Rating:
A package has arrived, come take it =D (enter the flag in KAF{} format).
A windows binary with nothing interesting. Let's try to see what's inside with Cutter.
Actually nothing in functions, which seems suspicious. Binary contains some 'UPX' sections, probably it is packed by upx. In linux it is possible to unpack this content just with 'upx -d', here we go.
After unpacking, Cutter showing us a lot of functions but first one need to look at main.
undefined4 sym._main(void)
{
uint32_t uVar1;
int32_t iVar2;
undefined4 uVar3;
undefined auStack87 [21];
undefined auStack66 [62];
sym.___main();
sym._puts("Hello, you have a package in the mail!");
sym._puts("Please enter your details, inorder to take the package");
sym._printf("Enter your name : ");
sym._scanf(0x4050b6, auStack66);
uVar1 = sym._strlen(auStack66);
if (0x32 < uVar1) {
sym._printf("You reached the max length!");
sym._exit(0);
}
sym._printf("Enter your password: ");
sym._scanf(0x4050b6, auStack87);
iVar2 = sym._strlen(auStack87);
auStack87[iVar2] = 0;
uVar1 = sym._strlen(auStack87);
if (0x32 < uVar1) {
sym._printf("You reached the max length!");
sym._exit(0);
}
uVar3 = sym._hashed((int32_t)"n9ain9ain9ai_n9aik9l");
iVar2 = sym._strncmp(uVar3, auStack87, 0x14);
if (iVar2 == 0) {
sym._printf("Enjoy your package!");
sym._exit(0);
}
sym._printf("THIS IS NOT YOUR PACKAGE!!!");
return 0;
}
Very suspicious hashed function which is a key of our investigation, all other information seems are not relevant at all, user is not checked anywhere.

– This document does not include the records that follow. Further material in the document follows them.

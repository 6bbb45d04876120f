use thiserror::Error;
use wasm_bindgen::{JsCast, JsValue};
use web_sys::{Document, HtmlElement, Window};

/// Failures while touching the DOM.
///
/// None of these reach the page: callers log them and fall back to doing
/// nothing, so the worst outcome is a static widget.
#[derive(Debug, Error)]
pub enum UiError {
    #[error("no global window")]
    NoWindow,
    #[error("window has no document")]
    NoDocument,
    #[error("element not found: {0}")]
    MissingElement(String),
    #[error("javascript error: {0}")]
    Js(String),
}

impl From<JsValue> for UiError {
    fn from(value: JsValue) -> Self {
        UiError::Js(value.as_string().unwrap_or_else(|| format!("{:?}", value)))
    }
}

pub fn window() -> Result<Window, UiError> {
    web_sys::window().ok_or(UiError::NoWindow)
}

pub fn document() -> Result<Document, UiError> {
    window()?.document().ok_or(UiError::NoDocument)
}

/// Creates an element and casts it to `HtmlElement`.
pub fn create_html(document: &Document, tag: &str, class: &str) -> Result<HtmlElement, UiError> {
    let element = document
        .create_element(tag)?
        .dyn_into::<HtmlElement>()
        .map_err(|_| UiError::Js(format!("<{}> is not an HtmlElement", tag)))?;
    if !class.is_empty() {
        element.set_class_name(class);
    }
    Ok(element)
}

int32_t * __cdecl sym._hashed(int32_t arg_8h)
{
char cVar1;
int32_t var_20h;
int32_t var_1ch;
int32_t var_18h;
int32_t var_14h;
int32_t var_10h;
int32_t var_ch;
undefined4 var_8h;
int32_t var_4h;
var_4h = 0;
while (var_4h < 0x14) {
cVar1 = *(char *)(arg_8h + var_4h);
if ((cVar1 < 'a') || ('z' < cVar1)) {
if ((cVar1 < '0') || ('9' < cVar1)) {
*(char *)((int32_t)&var_20h + var_4h) = cVar1;
} else {
*(char *)((int32_t)&var_20h + var_4h) = cVar1 + -5;
}
} else {
*(char *)((int32_t)&var_20h + var_4h) = cVar1 + '\x02';
}
var_4h = var_4h + 1;
}
return &var_20h;
}
Let's code it in human-readable format.
#include <stdio.h>
#include <unistd.h>
#include <stdint.h>
#include <string.h>
void hashed(int32_t *arg_8h)
{
char ch;
char j[0x15] = {};
uint32_t i;
i = 0;
while (i < 0x14) {
ch = *((char *)arg_8h + i);
if ((ch < 'a') || ('z' < ch)) {
if ((ch < '0') || ('9' < ch)) {
j[i] = ch;
} else {
j[i] = ch + -5;
}
} else {
j[i] = ch + '\x02';
}
i++;
}
printf("the password '%s'\n", j);
}
int main() {
const char *p = "n9ain9ain9ai_n9aik9l";
hashed((int32_t *)p);
}
After execution we see the sentence:
the password 'p4ckp4ckp4ck_p4ckm4n'
KAF{p4ckp4ckp4ck_p4ckm4n} the our flag, hooray!